- Illorsuit Location within Greenland
- Coordinates: 71°14′30″N 53°34′00″W﻿ / ﻿71.24167°N 53.56667°W
- Sovereign state: Kingdom of Denmark
- Autonomous country: Greenland
- Municipality: Avannaata

Population (2020)
- • Total: 0
- Time zone: UTC-03
- Postal code: 3961 Uummannaq

= Illorsuit =

Illorsuit (/kl/; old spelling: Igdlorssuit) is a former settlement in Avannaata municipality, in western Greenland. Located on the northeastern shore of Illorsuit Island − northwest of Uummannaq at the mouth of the Uummannaq Fjord − the settlement had 91 inhabitants in 2010. It was abandoned in 2018.

== History ==

On 17 June 2017, a landslide measuring 300 × 1100 m fell about 1,000 m into Karrat Fjord, generating a megatsunami that hit Nuugaatsiaq.

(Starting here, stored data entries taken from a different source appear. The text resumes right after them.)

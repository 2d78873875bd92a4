//! # Lockable value holder.
//!
//! A single-slot container shared as `Arc<Lockable<T>>` across concurrent
//! callers. Reads never block; writes are rejected ([`Lockable::set`]) or
//! parked ([`Lockable::offer`]) while the slot is locked.
//!
//! ## Rules
//! - `value` changes only through a successful `set` or `offer`
//! - Neither `set` nor `offer` touches the lock flag; only `lock`/`unlock` do
//! - After an `unlock`, every parked offer eventually writes (the slot stays
//!   unlocked); the order among concurrent waiters is unspecified
//! - The state mutex is internal and never held across an await

use std::time::Duration;

use parking_lot::Mutex;
use tokio::sync::Notify;
use tokio::time;

use crate::error::LockError;

/// State of the slot behind the mutex.
struct Slot<T> {
    value: Option<T>,
    locked: bool,
}

/// A holder for a single value that can be cooperatively locked.
///
/// # Example
/// ```
/// use holdoff::Lockable;
///
/// let holder = Lockable::new(1u32);
/// holder.lock();
/// assert!(holder.set(2).is_err());
///
/// holder.unlock();
/// assert!(holder.set(2).is_ok());
/// assert_eq!(holder.value(), Some(2));
/// ```
pub struct Lockable<T> {
    slot: Mutex<Slot<T>>,
    unlocked: Notify,
}

impl<T> Lockable<T> {
    /// Creates an empty, unlocked holder.
    pub fn empty() -> Self {
        Self {
            slot: Mutex::new(Slot {
                value: None,
                locked: false,
            }),
            unlocked: Notify::new(),
        }
    }

    /// Creates an unlocked holder seeded with `value`.
    pub fn new(value: T) -> Self {
        Self {
            slot: Mutex::new(Slot {
                value: Some(value),
                locked: false,
            }),
            unlocked: Notify::new(),
        }
    }

    /// Creates a holder seeded with `value` and locked immediately.
    pub fn locked(value: T) -> Self {
        Self {
            slot: Mutex::new(Slot {
                value: Some(value),
                locked: true,
            }),
            unlocked: Notify::new(),
        }
    }

    /// Returns whether the slot currently rejects writes.
    pub fn is_locked(&self) -> bool {
        self.slot.lock().locked
    }

    /// Writes `value` now, or fails fast if the slot is locked.
    ///
    /// Does not change the lock flag.
    pub fn set(&self, value: T) -> Result<(), LockError> {
        let mut slot = self.slot.lock();
        if slot.locked {
            return Err(LockError::AlreadyLocked);
        }
        slot.value = Some(value);
        Ok(())
    }

    /// Offers `value`, waiting for the slot to be unlocked.
    ///
    /// With a `timeout`, fails with [`LockError::OfferTimeout`] once the
    /// bound elapses without an unlock, and the value is not written. With
    /// `None`, parks until the slot is unlocked, however long that takes.
    ///
    /// # Example
    /// ```
    /// use holdoff::Lockable;
    ///
    /// #[tokio::main(flavor = "current_thread")]
    /// async fn main() {
    ///     let holder = Lockable::empty();
    ///     holder.offer(7, None).await.unwrap();
    ///     assert_eq!(holder.value(), Some(7));
    /// }
    /// ```
    pub async fn offer(&self, value: T, timeout: Option<Duration>) -> Result<(), LockError> {
        match timeout {
            Some(limit) => match time::timeout(limit, self.write_when_unlocked(value)).await {
                Ok(()) => Ok(()),
                Err(_elapsed) => Err(LockError::OfferTimeout { timeout: limit }),
            },
            None => {
                self.write_when_unlocked(value).await;
                Ok(())
            }
        }
    }

    /// Locks the slot; idempotent.
    pub fn lock(&self) {
        self.slot.lock().locked = true;
    }

    /// Unlocks the slot and wakes parked offers; idempotent.
    pub fn unlock(&self) {
        self.slot.lock().locked = false;
        self.unlocked.notify_waiters();
    }

    /// Parks until the slot is unlocked, then writes atomically.
    ///
    /// The waiter is registered before the flag check, so an `unlock` racing
    /// with the check cannot be missed.
    async fn write_when_unlocked(&self, value: T) {
        let mut value = Some(value);
        loop {
            let notified = self.unlocked.notified();
            tokio::pin!(notified);
            notified.as_mut().enable();
            {
                let mut slot = self.slot.lock();
                if !slot.locked {
                    slot.value = value.take();
                    return;
                }
            }
            notified.await;
        }
    }
}

impl<T: Clone> Lockable<T> {
    /// Returns a clone of the current value; never blocks, never fails.
    pub fn value(&self) -> Option<T> {
        self.slot.lock().value.clone()
    }
}

impl<T> Default for Lockable<T> {
    /// Returns an empty, unlocked holder.
    fn default() -> Self {
        Self::empty()
    }
}

#[cfg(test)]
mod tests {
    use super::*;
    use std::sync::Arc;

    fn secs(n: u64) -> Duration {
        Duration::from_secs(n)
    }

    #[test]
    fn set_on_fresh_holder_is_visible() {
        let holder = Lockable::empty();
        assert_eq!(holder.value(), None);

        holder.set(42).unwrap();
        assert_eq!(holder.value(), Some(42));
    }

    #[test]
    fn set_on_locked_holder_fails_and_leaves_value() {
        let holder = Lockable::new("before");
        holder.lock();

        let err = holder.set("after").unwrap_err();
        assert!(matches!(err, LockError::AlreadyLocked));
        assert_eq!(holder.value(), Some("before"));
    }

    #[test]
    fn set_does_not_lock() {
        let holder = Lockable::empty();
        holder.set(1).unwrap();
        holder.set(2).unwrap();
        assert_eq!(holder.value(), Some(2));
    }

    #[test]
    fn lock_and_unlock_are_idempotent() {
        let holder = Lockable::new(0);
        holder.lock();
        holder.lock();
        assert!(holder.is_locked());

        holder.unlock();
        holder.unlock();
        assert!(!holder.is_locked());
    }

    #[test]
    fn locked_constructor_rejects_writes() {
        let holder = Lockable::locked(7);
        assert!(holder.is_locked());
        assert!(holder.set(8).is_err());
        assert_eq!(holder.value(), Some(7));
    }

    #[tokio::test]
    async fn offer_on_unlocked_holder_writes_immediately() {
        let holder = Lockable::empty();
        holder.offer(5, None).await.unwrap();
        assert_eq!(holder.value(), Some(5));
    }

    #[tokio::test(start_paused = true)]
    async fn offer_parks_until_unlock() {
        let holder = Arc::new(Lockable::locked(0));

        let writer = Arc::clone(&holder);
        let handle = tokio::spawn(async move { writer.offer(9, None).await });

        // Give the offer time to park; it must not complete while locked.
        time::sleep(secs(60)).await;
        assert!(!handle.is_finished());
        assert_eq!(holder.value(), Some(0));

        holder.unlock();
        handle.await.unwrap().unwrap();
        assert_eq!(holder.value(), Some(9));
    }

    #[tokio::test(start_paused = true)]
    async fn offer_times_out_when_never_unlocked() {
        let holder = Lockable::locked("kept");

        let started = time::Instant::now();
        let err = holder.offer("dropped", Some(secs(5))).await.unwrap_err();

        assert!(matches!(err, LockError::OfferTimeout { timeout } if timeout == secs(5)));
        assert_eq!(started.elapsed(), secs(5));
        assert_eq!(holder.value(), Some("kept"));
    }

    #[tokio::test(start_paused = true)]
    async fn offer_wins_a_race_with_a_late_unlock() {
        let holder = Arc::new(Lockable::locked(0));

        let writer = Arc::clone(&holder);
        let handle = tokio::spawn(async move { writer.offer(3, Some(secs(10))).await });

        time::sleep(secs(2)).await;
        holder.unlock();

        handle.await.unwrap().unwrap();
        assert_eq!(holder.value(), Some(3));
    }

    #[tokio::test(start_paused = true)]
    async fn every_parked_offer_completes_after_unlock() {
        let holder = Arc::new(Lockable::locked(0));

        let first = Arc::clone(&holder);
        let second = Arc::clone(&holder);
        let h1 = tokio::spawn(async move { first.offer(1, None).await });
        let h2 = tokio::spawn(async move { second.offer(2, None).await });

        time::sleep(secs(1)).await;
        holder.unlock();

        h1.await.unwrap().unwrap();
        h2.await.unwrap().unwrap();

        // Last writer wins; either may have been last.
        let value = holder.value().unwrap();
        assert!(value == 1 || value == 2);
    }
}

Initially it was unclear if the landslide was caused by a small earthquake (magnitude 4), but later it was confirmed that the landslide had caused the tremors. The tsunami had an initial height of 90 to 100 m, but it was significantly lower once it hit Nuugaatsiaq, where it had a run-up height of 9 m.

Four people were killed and nine were injured at Nuugaatsiaq, and eleven buildings were washed into the water. Illorsuit also suffered tsunami damage. An evacuation of 170 residents of Illorsuit and Nuugaatsiaq followed because of a danger of additional landslides and waves.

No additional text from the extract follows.